This might seem like a unimportant limitation, but it can become a problem when you are using custom Python classes while logging data to a file. Don't worry about this for now though.

Before we move on, let's be disciplined Python coders and close `test_file_handle`:

In [32]:
test_file_handle.close()

The last thing to mention is that Python 2 (usually) comes with not one but two pickle libraries. The second one, `cPickle`, reads and writes faster than the other, but on some installations is not available. Therefore, some Python code you will see in the wild will import pickle like below to use the faster version when it is available but fall back to the standard one when it is not.

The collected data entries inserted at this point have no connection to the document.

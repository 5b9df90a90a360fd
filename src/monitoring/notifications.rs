use crate::command::{Command, Verbosity};
pub trait Observer {
    fn on_update(&self, message: &dyn Command);
}
/// Fan-out point for "state changed" notifications; the message is the command.
pub struct Subject {
    observers: Vec<Box<dyn Observer>>,
    enabled: bool,
}
impl Subject {
    pub fn new() -> Self {
        Self {
            observers: Vec::new(),
            enabled: true,
        }
    }
    pub fn subscribe(&mut self, observer: Box<dyn Observer>) {
        self.observers.push(observer);
    }
    pub fn update_all_observers(&self, message: &dyn Command) {
        if !self.enabled {
            return;
        }
        for observer in &self.observers {
            observer.on_update(message);
        }
    }
    pub fn observer_count(&self) -> usize {
        self.observers.len()
    }
    pub fn set_enabled(&mut self, enabled: bool) {
        self.enabled = enabled;
    }
    pub fn is_enabled(&self) -> bool {
        self.enabled
    }
}
impl Default for Subject {
    fn default() -> Self {
        Self::new()
    }
}
pub struct ConsoleObserver;
impl Observer for ConsoleObserver {
    fn on_update(&self, message: &dyn Command) {
        println!(
            "[{}] {}", message.command_type().key(), message.format(Verbosity::Summary)
        );
    }
}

The `cPickle` library is faster but if you not reading and writing a lot of pickle files, don't worry about this.

In [33]:
try:
    import cPickle as pickle
except:
    import pickle

## JSON Files

[JSON](https://en.wikipedia.org/wiki/JSON) (JavaScript Object Notation) files are serialized text files that store data in key-value pairs. 

A Data Scientist will find this data format useful for writing unstructured data. Websites frequently use this format to communicate to and from your browser. You can easily scrape data from a website if you can consume these communications from the web server.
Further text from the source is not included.